Groups with suspicious membership patterns

A security group that suddenly has significantly more members than expected may indicate unauthorized membership changes. While M365 Tenant Reporter provides a point-in-time snapshot rather than change tracking, comparing exports from different snapshot dates can reveal unexpected membership growth.

Export use cases for group data

The group report serves different audiences depending on the export format:

• CSV is the most versatile format for group data. It imports cleanly into PowerShell scripts that perform bulk group operations, feeds SIEM platforms that correlate group membership with access events, and loads into database tables for trend analysis across multiple snapshot dates.
• Excel is best for governance teams who need to annotate the group inventory with ownership, review status, and remediation actions. Conditional formatting can be applied to highlight groups above a certain member count threshold or groups of a specific type.
• JSON serves automation scenarios where the group inventory feeds a governance workflow — for example, a scheduled function that compares the current group list against an approved group registry and flags unrecognized groups.
• HTML provides a portable reference artifact for cleanup meetings. The self-contained format means it can be opened on any device with a browser, shared via email, or attached to a change management ticket as evidence of the pre-cleanup group state.

Building a group governance practice

Group data from M365 Tenant Reporter is most valuable when it feeds a recurring governance cycle rather than serving as a one-time audit. A practical group governance cadence includes:

• Monthly inventory snapshot. Export the group report monthly and track the total count, type distribution, and average member count over time. Trending data reveals whether group sprawl is accelerating or under control.
• Quarterly cleanup sweep.

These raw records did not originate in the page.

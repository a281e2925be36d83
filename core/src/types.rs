//! Shared primitive types used across the entire engine.

/// A logical slot index within one corpus, in `[0, total)`.
/// The unit of determinism and pagination.
pub type Position = usize;

/// One inbound request. The unit by which simulated time and
/// pending-response delays advance.
pub type Tick = u64;

/// Simulated incident minutes.
pub type Minutes = u64;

Identify and remediate empty groups, investigate groups with zero or one member that are older than 90 days, and verify ownership for the largest groups.
• Annual type review. Evaluate whether legacy distribution groups should be migrated to Microsoft 365 groups to take advantage of modern collaboration features. Assess whether mail-enabled security groups still serve their dual purpose or should be split into separate security and distribution groups.

The combination of direct member counts, normalized group types, and flexible export formats makes the M365 Tenant Reporter group report a practical starting point for organizations that need to bring order to a sprawling group landscape without investing in a full governance platform.